What were Borqs Technologies (BRQSF) key financial results for 2025?

Borqs reported net revenues of about $13.6 million and a net loss of roughly $4.8 million for 2025. As of December 31, 2025, total assets were $8.6 million, liabilities $1.6 million and shareholders’ equity about $6.9 million.

What business did Borqs Technologies (BRQSF) sell to Sasken in 2025?

Borqs sold its core embedded software design and customized hardware manufacturing business for IoT products to a Sasken subsidiary. The deal included customer contracts, technology licenses, intellectual property, key personnel agreements and related operating assets, for an aggregate purchase price of $40 million subject to adjustments and 2025 earnouts.

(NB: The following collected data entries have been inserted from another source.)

// intset.rs — Sorted integer array.
//
// Small all-integer sets are kept as a sorted, de-duplicated array stored at
// the narrowest element width that fits every member: 2, 4, or 8 bytes. The
// serialized form is the in-memory form:
//
// ```text
// <encoding u32le: 2|4|8> <length u32le> <element little-endian>*
// ```
//
// Inserting a value outside the current width re-encodes the whole array
// first. The width never shrinks, even if the widest member is removed.

use rand::Rng;

use crate::error::{Error, Result};

pub const ENC_INT16: u32 = 2;
pub const ENC_INT32: u32 = 4;
pub const ENC_INT64: u32 = 8;

const HEADER: usize = 8;

pub struct IntSet {
    data: Vec<u8>,
}

fn required_encoding(v: i64) -> u32 {
    if v >= i16::MIN as i64 && v <= i16::MAX as i64 {
        ENC_INT16
    } else if v >= i32::MIN as i64 && v <= i32::MAX as i64 {
        ENC_INT32
    } else {
        ENC_INT64
    }
}

impl IntSet {
    pub fn new() -> IntSet {
        let mut data = Vec::with_capacity(HEADER);
        data.extend_from_slice(&ENC_INT16.to_le_bytes());
        data.extend_from_slice(&0u32.to_le_bytes());
        IntSet { data }
    }

    /// Adopts a serialized blob after structural checks.
    pub fn from_bytes(data: Vec<u8>) -> Result<IntSet> {
        if data.len() < HEADER {
            return Err(Error::corrupt("integer set shorter than header"));
        }
        let set = IntSet { data };
        let enc = set.encoding();
        if enc != ENC_INT16 && enc != ENC_INT32 && enc != ENC_INT64 {
            return Err(Error::corrupt("integer set has unknown element width"));
        }
        if set.data.len() != HEADER + set.len() * enc as usize {
            return Err(Error::corrupt("integer set length mismatch"));
        }
        for i in 1..set.len() {
            if set.get(i - 1) >= set.get(i) {
                return Err(Error::corrupt("integer set not strictly ascending"));
            }
        }
        Ok(set)
    }

    pub fn as_bytes(&self) -> &[u8] {
        &self.data
    }

    pub fn blob_len(&self) -> usize {
        self.data.len()
    }

    /// Current element width in bytes.
    pub fn encoding(&self) -> u32 {
        u32::from_le_bytes(self.data[0..4].try_into().unwrap())
    }

    pub fn len(&self) -> usize {
        u32::from_le_bytes(self.data[4..8].try_into().unwrap()) as usize
    }

    pub fn is_empty(&self) -> bool {
        self.len() == 0
    }

    fn set_encoding(&mut self, enc: u32) {
        self.data[0..4].copy_from_slice(&enc.to_le_bytes());
    }

    fn set_len(&mut self, len: usize) {
        self.data[4..8].copy_from_slice(&(len as u32).to_le_bytes());
    }

    fn get_at_width(&self, index: usize, width: usize) -> i64 {
        let at = HEADER + index * width;
        match width {
            2 => i16::from_le_bytes(self.data[at..at + 2].try_into().unwrap()) as i64,
            4 => i32::from_le_bytes(self.data[at..at + 4].try_into().unwrap()) as i64,
            _ => i64::from_le_bytes(self.data[at..at + 8].try_into().unwrap()),
        }
    }

    /// Element at position `index` in ascending order.
    pub fn get(&self, index: usize) -> i64 {
        self.get_at_width(index, self.encoding() as usize)
    }

    fn put(&mut self, index: usize, v: i64) {
        let width = self.encoding() as usize;
        let at = HEADER + index * width;
        match width {
            2 => self.data[at..at + 2].copy_from_slice(&(v as i16).to_le_bytes()),
            4 => self.data[at..at + 4].copy_from_slice(&(v as i32).to_le_bytes()),
            _ => self.data[at..at + 8].copy_from_slice(&v.to_le_bytes()),
        }
    }

    /// Binary search. Returns `Ok(pos)` when found, `Err(pos)` with the
    /// insertion point otherwise.
    fn search(&self, v: i64) -> std::result::Result<usize, usize> {
        let mut lo = 0usize;
        let mut hi = self.len();
        while lo < hi {
            let mid = (lo + hi) / 2;
            let cur = self.get(mid);
            if cur == v {
                return Ok(mid);
            } else if cur < v {
                lo = mid + 1;
            } else {
                hi = mid;
            }
        }
        Err(lo)
    }

    pub fn contains(&self, v: i64) -> bool {
        required_encoding(v) <= self.encoding() && self.search(v).is_ok()
    }

    /// Inserts `v`, reporting whether it was newly added.
    pub fn insert(&mut self, v: i64) -> bool {
        let need = required_encoding(v);
        if need > self.encoding() {
            self.upgrade_and_insert(v, need);
            return true;
        }
        match self.search(v) {
            Ok(_) => false,
            Err(pos) => {
                let width = self.encoding() as usize;
                let at = HEADER + pos * width;
                let zeros = vec![0u8; width];
                self.data.splice(at..at, zeros);
                self.put(pos, v);
                let len = self.len();
                self.set_len(len + 1);
                true
            }
        }
    }

    /// Re-encodes every element at the wider width, then places `v`, which
    /// is by construction either below all current members or above them.
    fn upgrade_and_insert(&mut self, v: i64, need: u32) {
        let old_width = self.encoding() as usize;
        let len = self.len();
        let prepend = v < 0;

        let mut values = Vec::with_capacity(len);
        for i in 0..len {
            values.push(self.get_at_width(i, old_width));
        }

        self.set_encoding(need);
        self.data.resize(HEADER + (len + 1) * need as usize, 0);
        // Rewrite back to front so nothing is clobbered, leaving one slot
        // free at the chosen end.
        let offset = if prepend { 1 } else { 0 };
        for (i, value) in values.iter().enumerate().rev() {
            self.put(i + offset, *value);
        }
        if prepend {
            self.put(0, v);
        } else {
            self.put(len, v);
        }
        self.set_len(len + 1);
    }

    /// Removes `v`, reporting whether it was present.
    pub fn remove(&mut self, v: i64) -> bool {
        if required_encoding(v) > self.encoding() {
            return false;
        }
        match self.search(v) {
            Err(_) => false,
            Ok(pos) => {
                let width = self.encoding() as usize;
                let at = HEADER + pos * width;
                self.data.drain(at..at + width);
                let len = self.len();
                self.set_len(len - 1);
                true
            }
        }
    }

    /// Uniformly random member. Panics on an empty set; callers check.
    pub fn random(&self) -> i64 {
        let i = rand::rng().random_range(0..self.len());
        self.get(i)
    }

    pub fn iter(&self) -> impl Iterator<Item = i64> + '_ {
        (0..self.len()).map(move |i| self.get(i))
    }
}

impl Default for IntSet {
    fn default() -> IntSet {
        IntSet::new()
    }
}

#[cfg(test)]
mod tests {
    use super::*;

    fn build(values: &[i64]) -> IntSet {
        let mut s = IntSet::new();
        for v in values {
            s.insert(*v);
        }
        s
    }

    #[test]
    fn insert_keeps_sorted_unique() {
        let mut s = build(&[5, 1, 3]);
        assert!(!s.insert(3));
        assert_eq!(s.iter().collect::<Vec<_>>(), vec![1, 3, 5]);
        assert_eq!(s.len(), 3);
    }

    #[test]
    fn width_upgrades_on_demand() {
        let mut s = build(&[1, 2]);
        assert_eq!(s.encoding(), ENC_INT16);
        s.insert(100_000);
        assert_eq!(s.encoding(), ENC_INT32);
        assert_eq!(s.iter().collect::<Vec<_>>(), vec![1, 2, 100_000]);
        s.insert(-5_000_000_000);
        assert_eq!(s.encoding(), ENC_INT64);
        assert_eq!(s.iter().collect::<Vec<_>>(), vec![-5_000_000_000, 1, 2, 100_000]);
    }

    #[test]
    fn width_never_shrinks() {
        let mut s = build(&[1, 5_000_000_000]);
        assert_eq!(s.encoding(), ENC_INT64);
        assert!(s.remove(5_000_000_000));
        assert_eq!(s.encoding(), ENC_INT64);
        assert_eq!(s.iter().collect::<Vec<_>>(), vec![1]);
    }

    #[test]
    fn boundary_widths() {
        let s = build(&[i16::MAX as i64, i16::MAX as i64 + 1]);
        assert_eq!(s.encoding(), ENC_INT32);
        let s = build(&[i32::MIN as i64 - 1]);
        assert_eq!(s.encoding(), ENC_INT64);
        let s = build(&[i16::MIN as i64, i16::MAX as i64]);
        assert_eq!(s.encoding(), ENC_INT16);
    }

    #[test]
    fn contains_and_remove() {
        let mut s = build(&[10, 20, 30]);
        assert!(s.contains(20));
        assert!(!s.contains(25));
        // Out-of-width probes cannot match.
        assert!(!s.contains(1 << 40));
        assert!(s.remove(20));
        assert!(!s.remove(20));
        assert_eq!(s.len(), 2);
    }

    #[test]
    fn random_member_is_a_member() {
        let s = build(&[1, 2, 3, 4, 5]);
        for _ in 0..32 {
            assert!(s.contains(s.random()));
        }
    }

    #[test]
    fn blob_round_trip() {
        let s = build(&[-7, 0, 42, 1 << 33]);
        let restored = IntSet::from_bytes(s.as_bytes().to_vec()).unwrap();
        assert_eq!(restored.iter().collect::<Vec<_>>(), s.iter().collect::<Vec<_>>());
        assert_eq!(restored.encoding(), ENC_INT64);
    }

    #[test]
    fn from_bytes_rejects_garbage() {
        assert!(IntSet::from_bytes(vec![0, 0]).is_err());
        // Unknown width.
        let mut blob = IntSet::new().as_bytes().to_vec();
        blob[0] = 3;
        assert!(IntSet::from_bytes(blob).is_err());
        // Length larger than payload.
        let mut blob = IntSet::new().as_bytes().to_vec();
        blob[4] = 9;
        assert!(IntSet::from_bytes(blob).is_err());
        // Unsorted payload.
        let mut s = build(&[1, 2]);
        let at = HEADER;
        s.data[at..at + 2].copy_from_slice(&5i16.to_le_bytes());
        assert!(IntSet::from_bytes(s.data).is_err());
    }
}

Why is there substantial doubt about Borqs Technologies’ ability to continue as a going concern?

Despite 2025 income from continuing operations and cash of about $2.6 million, Borqs discloses a history of significant operating losses, recurring cash outflows and a deteriorated net current asset position. Auditors emphasized these factors as raising substantial doubt about the company’s ability to continue as a going concern.

What internal control issues did Borqs Technologies (BRQSF) report for 2025?

Management concluded internal control over financial reporting was ineffective due to a material weakness. The company lacked sufficient financial reporting personnel with appropriate U.S. GAAP and SEC reporting expertise to address complex accounting issues and properly prepare and review consolidated financial statements and disclosures.

How did the Sasken sale and HHE divestiture affect Borqs Technologies’ business profile?

The Sasken transaction in April 2025 and the earlier Holu Hou Energy divestiture removed substantial operating businesses. Borqs states its future strategy and business model are now uncertain, and that it may have limited operations and no material revenue until new business activities or investments are identified and executed.